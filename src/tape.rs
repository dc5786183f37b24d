//! A single Turing Machine tape, unbounded in both directions.
//!
//! Cells are materialized lazily in a `VecDeque` together with the logical index of its
//! first cell, so heads at negative positions stay addressable without shifting the
//! content around.

use std::collections::VecDeque;

#[derive(Debug, Clone, PartialEq, Eq)]
pub struct Tape {
    cells: VecDeque<char>,
    /// Logical position of `cells[0]`.
    origin: isize,
    blank: char,
}

impl Tape {
    /// Creates a tape holding `content` at positions `0..content.len()`.
    pub fn new(content: &str, blank: char) -> Self {
        Self {
            cells: content.chars().collect(),
            origin: 0,
            blank,
        }
    }

    /// Returns the symbol at `position`, or the blank outside the materialized region.
    pub fn read(&self, position: isize) -> char {
        self.index(position)
            .and_then(|i| self.cells.get(i).copied())
            .unwrap_or(self.blank)
    }

    /// Writes `symbol` at `position`, growing the tape with blanks as needed.
    pub fn write(&mut self, position: isize, symbol: char) {
        while position < self.origin {
            self.cells.push_front(self.blank);
            self.origin -= 1;
        }

        let index = (position - self.origin) as usize;
        if index >= self.cells.len() {
            self.cells.resize(index + 1, self.blank);
        }

        self.cells[index] = symbol;
    }

    /// Logical position of the first materialized cell.
    pub fn origin(&self) -> isize {
        self.origin
    }

    /// Number of materialized cells.
    pub fn len(&self) -> usize {
        self.cells.len()
    }

    pub fn is_empty(&self) -> bool {
        self.cells.is_empty()
    }

    /// Returns the blank symbol of this tape.
    pub fn blank(&self) -> char {
        self.blank
    }

    /// Counts the occurrences of `symbol` on the materialized region.
    pub fn count(&self, symbol: char) -> usize {
        self.cells.iter().filter(|&&c| c == symbol).count()
    }

    /// Returns the content with leading and trailing blanks removed.
    pub fn trimmed(&self) -> String {
        self.to_string().trim_matches(self.blank).to_string()
    }

    fn index(&self, position: isize) -> Option<usize> {
        usize::try_from(position - self.origin).ok()
    }
}

impl std::fmt::Display for Tape {
    fn fmt(&self, f: &mut std::fmt::Formatter<'_>) -> std::fmt::Result {
        self.cells.iter().try_for_each(|c| write!(f, "{c}"))
    }
}
//! Engine error types.

use offsync_crypto::CryptoError;
use offsync_storage::StorageError;
use thiserror::Error;

/// Result type for engine operations.
pub type EngineResult<T> = Result<T, EngineError>;

/// Errors that can occur below the gateway.
///
/// None of these escape [`ApiGateway::request`](crate::gateway::ApiGateway::request);
/// the gateway turns them into failure envelopes.
#[derive(Debug, Error)]
pub enum EngineError {
    #[error("network failure: {0}")]
    Network(String),

    #[error("HTTP {status}: {body}")]
    Http { status: u16, body: String },

    #[error("invalid response: {0}")]
    InvalidResponse(String),

    #[error("request not queueable: {0}")]
    NotQueueable(String),

    #[error("offline storage unavailable")]
    OfflineUnavailable,

    #[error("storage error: {0}")]
    Storage(#[from] StorageError),

    #[error("crypto error: {0}")]
    Crypto(#[from] CryptoError),

    #[error("serialization error: {0}")]
    Serialization(#[from] serde_json::Error),

    #[error("invalid configuration: {0}")]
    Config(String),
}

impl EngineError {
    /// True for failures of the live call itself (unreachable, non-2xx,
    /// non-JSON). These trigger the cache-then-queue fallback.
    pub fn is_transport(&self) -> bool {
        matches!(
            self,
            EngineError::Network(_) | EngineError::Http { .. } | EngineError::InvalidResponse(_)
        )
    }

    /// True when the session key has not been installed yet.
    pub fn is_key_missing(&self) -> bool {
        matches!(
            self,
            EngineError::Crypto(CryptoError::KeyNotInitialized)
                | EngineError::Storage(StorageError::Crypto(CryptoError::KeyNotInitialized))
        )
    }
}

impl From<reqwest::Error> for EngineError {
    fn from(e: reqwest::Error) -> Self {
        EngineError::Network(e.to_string())
    }
}
//! Per-session context object.
//!
//! `OfflineClient` wires the key manager, secure store, cache, queue,
//! coordinator and gateway together once per session. Consumers get a
//! reference to it instead of reaching for a global.

use crate::action_queue::{ActionQueue, ActionState, QueuedAction};
use crate::cache::CacheManager;
use crate::config::EngineConfig;
use crate::error::{EngineError, EngineResult};
use crate::gateway::ApiGateway;
use crate::network::{NetworkObserver, NetworkStatus};
use crate::sync_coordinator::{SyncCoordinator, SyncEvent, SyncOutcome};
use crate::transport::{HttpTransport, Transport};
use crate::types::{ApiResponse, RequestOptions};
use offsync_crypto::{CryptoError, KeyManager};
use offsync_storage::{Clock, SecureStore, SystemClock};
use serde::de::DeserializeOwned;
use serde::Serialize;
use std::sync::{Arc, Mutex};
use tokio::sync::broadcast;
use tokio::task::JoinHandle;
use tracing::{error, info, warn};
use uuid::Uuid;

/// Storage-backed half of the client. Absent when the store failed to open.
struct OfflineParts {
    store: SecureStore,
    cache: CacheManager,
    queue: ActionQueue,
    coordinator: Arc<SyncCoordinator>,
}

/// Builder for [`OfflineClient`].
pub struct OfflineClientBuilder {
    config: EngineConfig,
    transport: Option<Arc<dyn Transport>>,
    network: Option<NetworkObserver>,
    clock: Arc<dyn Clock>,
}

impl OfflineClientBuilder {
    pub fn transport(mut self, transport: Arc<dyn Transport>) -> Self {
        self.transport = Some(transport);
        self
    }

    pub fn network(mut self, network: NetworkObserver) -> Self {
        self.network = Some(network);
        self
    }

    pub fn clock(mut self, clock: Arc<dyn Clock>) -> Self {
        self.clock = clock;
        self
    }

    /// Builds the client, failing if the secure store cannot be opened.
    pub fn build(self) -> EngineResult<OfflineClient> {
        let (mut client, store) = self.assemble()?;
        let store = store?;
        client.attach_store(store);
        Ok(client)
    }

    /// Builds the client. If the secure store cannot be opened the error is
    /// logged and the client runs online-only.
    pub fn build_or_degrade(self) -> EngineResult<OfflineClient> {
        let (mut client, store) = self.assemble()?;
        match store {
            Ok(store) => client.attach_store(store),
            Err(e) => error!("offline storage unavailable, running online-only: {e}"),
        }
        Ok(client)
    }

    fn assemble(self) -> EngineResult<(OfflineClient, EngineResult<SecureStore>)> {
        let transport: Arc<dyn Transport> = match self.transport {
            Some(t) => t,
            None => Arc::new(HttpTransport::new(&self.config)?),
        };
        let network = self.network.unwrap_or_default();
        let keys = Arc::new(KeyManager::with_salt(
            self.config.kdf_salt.as_bytes().to_vec(),
            self.config.kdf,
        ));

        let store_config = self.config.store_config();
        let store = match &self.config.db_path {
            Some(path) => SecureStore::open(path, Arc::clone(&keys), store_config),
            None => {
                warn!("no db_path configured, offline data will not survive a restart");
                SecureStore::open_in_memory(Arc::clone(&keys), store_config)
            }
        }
        .map(|s| s.with_clock(self.clock))
        .map_err(EngineError::from);

        let client = OfflineClient {
            gateway: ApiGateway::online_only(Arc::clone(&transport), network.clone()),
            config: self.config,
            keys,
            network,
            transport,
            offline: None,
            tasks: Mutex::new(Vec::new()),
        };
        Ok((client, store))
    }
}

/// The offline-first engine for one session.
pub struct OfflineClient {
    config: EngineConfig,
    keys: Arc<KeyManager>,
    network: NetworkObserver,
    transport: Arc<dyn Transport>,
    gateway: ApiGateway,
    offline: Option<OfflineParts>,
    tasks: Mutex<Vec<JoinHandle<()>>>,
}

impl OfflineClient {
    pub fn builder(config: EngineConfig) -> OfflineClientBuilder {
        OfflineClientBuilder {
            config,
            transport: None,
            network: None,
            clock: Arc::new(SystemClock),
        }
    }

    /// Opens a client over `transport` and `network`, propagating
    /// `StorageUnavailable`.
    pub fn open(
        config: EngineConfig,
        transport: Arc<dyn Transport>,
        network: NetworkObserver,
    ) -> EngineResult<Self> {
        Self::builder(config).transport(transport).network(network).build()
    }

    /// Like [`open`](Self::open), but falls back to online-only operation
    /// when the secure store cannot be opened.
    pub fn open_or_degrade(
        config: EngineConfig,
        transport: Arc<dyn Transport>,
        network: NetworkObserver,
    ) -> EngineResult<Self> {
        Self::builder(config)
            .transport(transport)
            .network(network)
            .build_or_degrade()
    }

    fn attach_store(&mut self, store: SecureStore) {
        let cache = CacheManager::new(store.clone());
        let queue = ActionQueue::with_max_retries(store.clone(), self.config.max_retries);
        let coordinator = Arc::new(SyncCoordinator::new(
            queue.clone(),
            Arc::clone(&self.transport),
        ));
        self.gateway = ApiGateway::new(
            Arc::clone(&self.transport),
            self.network.clone(),
            cache.clone(),
            queue.clone(),
        );
        self.offline = Some(OfflineParts {
            store,
            cache,
            queue,
            coordinator,
        });
    }

    fn parts(&self) -> EngineResult<&OfflineParts> {
        self.offline.as_ref().ok_or(EngineError::OfflineUnavailable)
    }

    pub fn config(&self) -> &EngineConfig {
        &self.config
    }

    /// True if the secure store opened and offline features are active.
    pub fn has_offline_storage(&self) -> bool {
        self.offline.is_some()
    }

    /// Derives and installs the session key and hands the session token to
    /// the transport as credentials.
    pub async fn initialize(&self, user_id: &str, session_token: &str) -> EngineResult<()> {
        let keys = Arc::clone(&self.keys);
        let (user, token) = (user_id.to_string(), session_token.to_string());
        tokio::task::spawn_blocking(move || keys.initialize(&user, &token))
            .await
            .map_err(|e| CryptoError::KeyDerivation(e.to_string()))??;

        self.transport
            .set_credentials(Some(session_token.to_string()))
            .await;
        info!("offline session initialized for {user_id}");
        Ok(())
    }

    pub fn is_initialized(&self) -> bool {
        self.keys.is_initialized()
    }

    /// The gateway facade. Never fails; see [`ApiGateway::request`].
    pub async fn request(
        &self,
        endpoint: &str,
        options: RequestOptions,
        enable_queue: bool,
    ) -> ApiResponse {
        self.gateway.request(endpoint, options, enable_queue).await
    }

    pub fn gateway(&self) -> &ApiGateway {
        &self.gateway
    }

    pub fn get_user_data<T: DeserializeOwned>(&self, user_id: &str) -> EngineResult<Option<T>> {
        self.parts()?.cache.get_user_data(user_id)
    }

    pub fn store_user_data<T: Serialize + ?Sized>(
        &self,
        user_id: &str,
        data: &T,
    ) -> EngineResult<()> {
        self.parts()?.cache.store_user_data(user_id, data)
    }

    pub fn get_admin_data<T: DeserializeOwned>(&self, admin_id: &str) -> EngineResult<Option<T>> {
        self.parts()?.cache.get_admin_data(admin_id)
    }

    pub fn store_admin_data<T: Serialize + ?Sized>(
        &self,
        admin_id: &str,
        data: &T,
    ) -> EngineResult<()> {
        self.parts()?.cache.store_admin_data(admin_id, data)
    }

    /// Manually runs a sync cycle.
    pub async fn sync_now(&self) -> EngineResult<SyncOutcome> {
        self.parts()?.coordinator.trigger().await
    }

    /// Logout: drops the session key and the transport credentials, then
    /// wipes all four namespaces. The key is gone even if the wipe fails.
    pub async fn clear_all(&self) -> EngineResult<()> {
        self.keys.clear();
        self.transport.set_credentials(None).await;
        if let Some(parts) = &self.offline {
            parts.store.clear_all()?;
        }
        info!("offline session cleared");
        Ok(())
    }

    pub fn is_online(&self) -> bool {
        self.network.is_online()
    }

    pub fn network_status(&self) -> NetworkStatus {
        self.network.status()
    }

    pub fn network(&self) -> &NetworkObserver {
        &self.network
    }

    /// Actions still waiting for replay.
    pub fn pending_actions(&self) -> EngineResult<Vec<QueuedAction>> {
        self.parts()?.queue.candidates()
    }

    /// Actions that exhausted their replay budget.
    pub fn failed_actions(&self) -> EngineResult<Vec<QueuedAction>> {
        self.parts()?.queue.dead_lettered()
    }

    /// State of one queued action; see [`SyncCoordinator::action_state`].
    pub fn action_state(&self, id: Uuid) -> EngineResult<Option<ActionState>> {
        self.parts()?.coordinator.action_state(id)
    }

    pub fn action_queue(&self) -> EngineResult<&ActionQueue> {
        Ok(&self.parts()?.queue)
    }

    pub fn cache(&self) -> EngineResult<&CacheManager> {
        Ok(&self.parts()?.cache)
    }

    pub fn subscribe_sync(&self) -> EngineResult<broadcast::Receiver<SyncEvent>> {
        Ok(self.parts()?.coordinator.subscribe())
    }

    /// Starts syncing on every offline → online edge.
    pub fn start_network_listener(&self) -> EngineResult<()> {
        let handle = self.parts()?.coordinator.watch_network(&self.network);
        self.track(handle);
        Ok(())
    }

    /// Starts the periodic health probe that drives the network observer.
    pub fn start_probe(&self) {
        let handle = self.network.spawn_probe(
            Arc::clone(&self.transport),
            self.config.probe_path.clone(),
            self.config.probe_interval(),
        );
        self.track(handle);
    }

    fn track(&self, handle: JoinHandle<()>) {
        match self.tasks.lock() {
            Ok(mut tasks) => tasks.push(handle),
            Err(poisoned) => poisoned.into_inner().push(handle),
        }
    }
}

impl Drop for OfflineClient {
    fn drop(&mut self) {
        let tasks = match self.tasks.get_mut() {
            Ok(tasks) => tasks,
            Err(poisoned) => poisoned.into_inner(),
        };
        for task in tasks.drain(..) {
            task.abort();
        }
    }
}
//! Store expiry configuration.

use crate::namespace::Namespace;
use chrono::Duration;
use serde::{Deserialize, Serialize};

/// Per-namespace expiry policy.
#[derive(Clone, Debug, PartialEq, Eq, Serialize, Deserialize)]
pub struct StoreConfig {
    /// Lifetime of `userData` records, in seconds.
    pub user_data_ttl_secs: i64,

    /// Lifetime of `adminData` records, in seconds.
    pub admin_data_ttl_secs: i64,

    /// Default lifetime of `cache` records when the writer passes no TTL.
    pub cache_ttl_secs: i64,
}

impl Default for StoreConfig {
    fn default() -> Self {
        Self {
            user_data_ttl_secs: 24 * 60 * 60,
            admin_data_ttl_secs: 60 * 60,
            cache_ttl_secs: 24 * 60 * 60,
        }
    }
}

impl StoreConfig {
    /// Default TTL applied to a namespace when the writer passes none.
    /// `None` means records never expire.
    pub fn default_ttl(&self, namespace: Namespace) -> Option<Duration> {
        match namespace {
            Namespace::UserData => Some(Duration::seconds(self.user_data_ttl_secs)),
            Namespace::AdminData => Some(Duration::seconds(self.admin_data_ttl_secs)),
            Namespace::Cache => Some(Duration::seconds(self.cache_ttl_secs)),
            Namespace::ActionQueue => None,
        }
    }
}
//! Request and response types shared by the gateway, queue and transport.

use crate::error::EngineResult;
use chrono::Duration;
use serde::de::DeserializeOwned;
use serde::{Deserialize, Serialize};
use serde_json::Value;
use std::collections::BTreeMap;
use std::fmt;
use uuid::Uuid;

/// HTTP verb of a request.
#[derive(Clone, Copy, Debug, Default, PartialEq, Eq, Hash, Serialize, Deserialize)]
#[serde(rename_all = "UPPERCASE")]
pub enum HttpMethod {
    #[default]
    Get,
    Post,
    Put,
    Patch,
    Delete,
}

impl HttpMethod {
    /// Create/update/delete-style verbs. Only these are ever queued.
    pub fn is_mutating(&self) -> bool {
        !matches!(self, HttpMethod::Get)
    }

    pub fn as_str(&self) -> &'static str {
        match self {
            HttpMethod::Get => "GET",
            HttpMethod::Post => "POST",
            HttpMethod::Put => "PUT",
            HttpMethod::Patch => "PATCH",
            HttpMethod::Delete => "DELETE",
        }
    }

    pub(crate) fn to_reqwest(self) -> reqwest::Method {
        match self {
            HttpMethod::Get => reqwest::Method::GET,
            HttpMethod::Post => reqwest::Method::POST,
            HttpMethod::Put => reqwest::Method::PUT,
            HttpMethod::Patch => reqwest::Method::PATCH,
            HttpMethod::Delete => reqwest::Method::DELETE,
        }
    }
}

impl fmt::Display for HttpMethod {
    fn fmt(&self, f: &mut fmt::Formatter<'_>) -> fmt::Result {
        f.write_str(self.as_str())
    }
}

/// Caller-facing options for [`ApiGateway::request`](crate::gateway::ApiGateway::request).
#[derive(Clone, Debug, Default, PartialEq)]
pub struct RequestOptions {
    pub method: HttpMethod,
    pub headers: BTreeMap<String, String>,
    pub body: Option<Value>,
    /// Overrides the default cache lifetime for a successful GET.
    pub cache_ttl: Option<Duration>,
}

impl RequestOptions {
    pub fn get() -> Self {
        Self::default()
    }

    pub fn post(body: Value) -> Self {
        Self::with_body(HttpMethod::Post, body)
    }

    pub fn put(body: Value) -> Self {
        Self::with_body(HttpMethod::Put, body)
    }

    pub fn patch(body: Value) -> Self {
        Self::with_body(HttpMethod::Patch, body)
    }

    pub fn delete() -> Self {
        Self {
            method: HttpMethod::Delete,
            ..Self::default()
        }
    }

    fn with_body(method: HttpMethod, body: Value) -> Self {
        Self {
            method,
            body: Some(body),
            ..Self::default()
        }
    }

    pub fn header(mut self, name: impl Into<String>, value: impl Into<String>) -> Self {
        self.headers.insert(name.into(), value.into());
        self
    }

    pub fn cache_ttl(mut self, ttl: Duration) -> Self {
        self.cache_ttl = Some(ttl);
        self
    }

    /// Binds the options to an endpoint.
    pub fn into_request(self, endpoint: &str) -> OutboundRequest {
        OutboundRequest {
            url: endpoint.to_string(),
            method: self.method,
            headers: self.headers,
            body: self.body,
        }
    }
}

/// A fully described request, as sent live or stored in the action queue.
#[derive(Clone, Debug, PartialEq, Serialize, Deserialize)]
pub struct OutboundRequest {
    /// Same-origin path (or absolute URL).
    pub url: String,
    pub method: HttpMethod,
    #[serde(default)]
    pub headers: BTreeMap<String, String>,
    #[serde(default)]
    pub body: Option<Value>,
}

impl OutboundRequest {
    pub fn get(url: impl Into<String>) -> Self {
        Self {
            url: url.into(),
            method: HttpMethod::Get,
            headers: BTreeMap::new(),
            body: None,
        }
    }
}

/// Where a gateway response came from.
#[derive(Clone, Copy, Debug, Default, PartialEq, Eq)]
pub enum ResponseSource {
    /// Answered by the server.
    #[default]
    Live,
    /// Served from the encrypted cache.
    Cache,
    /// Stored in the action queue for later replay.
    Queued { action_id: Uuid },
    /// Nothing could answer it.
    Failed,
}

/// The JSON envelope every endpoint returns:
/// `{success, data?, error?, message?}`.
#[derive(Clone, Debug, PartialEq, Serialize, Deserialize)]
pub struct ApiResponse<T = Value> {
    pub success: bool,
    #[serde(default, skip_serializing_if = "Option::is_none")]
    pub data: Option<T>,
    #[serde(default, skip_serializing_if = "Option::is_none")]
    pub error: Option<String>,
    #[serde(default, skip_serializing_if = "Option::is_none")]
    pub message: Option<String>,
    #[serde(skip)]
    pub source: ResponseSource,
}

impl<T> ApiResponse<T> {
    pub fn ok(data: T) -> Self {
        Self {
            success: true,
            data: Some(data),
            error: None,
            message: None,
            source: ResponseSource::Live,
        }
    }

    pub fn failure(error: impl Into<String>) -> Self {
        Self {
            success: false,
            data: None,
            error: Some(error.into()),
            message: None,
            source: ResponseSource::Failed,
        }
    }

    pub fn is_queued(&self) -> bool {
        matches!(self.source, ResponseSource::Queued { .. })
    }

    pub fn is_from_cache(&self) -> bool {
        self.source == ResponseSource::Cache
    }

    /// Id of the queued action, if this request was deferred.
    pub fn queued_action_id(&self) -> Option<Uuid> {
        match self.source {
            ResponseSource::Queued { action_id } => Some(action_id),
            _ => None,
        }
    }
}

impl ApiResponse<Value> {
    pub(crate) fn from_cache(data: Value) -> Self {
        Self {
            source: ResponseSource::Cache,
            ..Self::ok(data)
        }
    }

    /// The "pending, not failed" answer for a deferred mutating request.
    pub(crate) fn queued(action_id: Uuid) -> Self {
        Self {
            success: false,
            data: Some(serde_json::json!({ "actionId": action_id })),
            error: None,
            message: Some("request queued for sync".to_string()),
            source: ResponseSource::Queued { action_id },
        }
    }

    /// Converts `data` into a concrete type, keeping the envelope.
    pub fn into_typed<T: DeserializeOwned>(self) -> EngineResult<ApiResponse<T>> {
        let data = self.data.map(serde_json::from_value).transpose()?;
        Ok(ApiResponse {
            success: self.success,
            data,
            error: self.error,
            message: self.message,
            source: self.source,
        })
    }
}
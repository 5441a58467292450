//! Single request facade for the rest of the application.
//!
//! Decision order for every request:
//! 1. online → live call;
//! 2. live success → refresh the cache (GET only) and return;
//! 3. live failure or offline → serve a GET from the cache;
//! 4. still unresolved → queue a mutating request, or fail a read.
//!
//! A live failure is not classified: a 500 from a reachable server lands in
//! the same fallback branch as an unreachable one, so a mutating request the
//! server rejected is queued and replayed later.
//!
//! Nothing thrown below this layer escapes it; every failure comes back as an
//! envelope with `success: false`.

use crate::action_queue::ActionQueue;
use crate::cache::{endpoint_key, CacheManager};
use crate::network::NetworkObserver;
use crate::transport::Transport;
use crate::types::{ApiResponse, RequestOptions};
use std::sync::Arc;
use tracing::{debug, warn};

#[derive(Clone)]
pub struct ApiGateway {
    transport: Arc<dyn Transport>,
    network: NetworkObserver,
    cache: Option<CacheManager>,
    queue: Option<ActionQueue>,
}

impl ApiGateway {
    pub fn new(
        transport: Arc<dyn Transport>,
        network: NetworkObserver,
        cache: CacheManager,
        queue: ActionQueue,
    ) -> Self {
        Self {
            transport,
            network,
            cache: Some(cache),
            queue: Some(queue),
        }
    }

    /// A gateway with no local storage: cache always misses, queueing
    /// always fails.
    pub fn online_only(transport: Arc<dyn Transport>, network: NetworkObserver) -> Self {
        Self {
            transport,
            network,
            cache: None,
            queue: None,
        }
    }

    /// Issues a request with cache and queue fallback.
    ///
    /// `enable_queue = false` makes a failed mutating request fail outright
    /// instead of being deferred.
    pub async fn request(
        &self,
        endpoint: &str,
        options: RequestOptions,
        enable_queue: bool,
    ) -> ApiResponse {
        let cache_ttl = options.cache_ttl;
        let request = options.into_request(endpoint);
        let is_read = !request.method.is_mutating();

        let last_error = if self.network.is_online() {
            match self.transport.send(&request).await {
                Ok(resp) if resp.success => {
                    if is_read {
                        self.refresh_cache(endpoint, &resp, cache_ttl);
                    }
                    return resp;
                }
                Ok(resp) => {
                    debug!("{} {endpoint} returned success=false", request.method);
                    resp.error
                        .or(resp.message)
                        .unwrap_or_else(|| "request failed".to_string())
                }
                Err(e) => {
                    debug!("{} {endpoint} failed live: {e}", request.method);
                    e.to_string()
                }
            }
        } else {
            "offline".to_string()
        };

        if is_read {
            if let Some(data) = self.cached(endpoint) {
                debug!("serving {endpoint} from cache");
                return ApiResponse::from_cache(data);
            }
            return ApiResponse::failure(last_error);
        }

        if !enable_queue {
            return ApiResponse::failure(last_error);
        }

        let Some(queue) = &self.queue else {
            return ApiResponse::failure(format!("{last_error}; offline queue unavailable"));
        };
        match queue.enqueue(request) {
            Ok(action) => ApiResponse::queued(action.id),
            Err(e) => {
                warn!("could not queue {endpoint}: {e}");
                ApiResponse::failure(format!("{last_error}; queueing failed: {e}"))
            }
        }
    }

    fn refresh_cache(&self, endpoint: &str, resp: &ApiResponse, ttl: Option<chrono::Duration>) {
        let (Some(cache), Some(data)) = (&self.cache, &resp.data) else {
            return;
        };
        if let Err(e) = cache.put(&endpoint_key(endpoint), data, ttl) {
            // Best effort: the live answer is still returned.
            debug!("cache refresh for {endpoint} skipped: {e}");
        }
    }

    fn cached(&self, endpoint: &str) -> Option<serde_json::Value> {
        let cache = self.cache.as_ref()?;
        match cache.get(&endpoint_key(endpoint)) {
            Ok(hit) => hit,
            Err(e) => {
                debug!("cache lookup for {endpoint} failed: {e}");
                None
            }
        }
    }
}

──────────────────────────────

> **Task instructions**: From the listing above, collect each line in which the string "StorageError" appears.

> **Response area**:
use offsync_storage::StorageError;
    Storage(#[from] StorageError),
                | EngineError::Storage(StorageError::Crypto(CryptoError::KeyNotInitialized))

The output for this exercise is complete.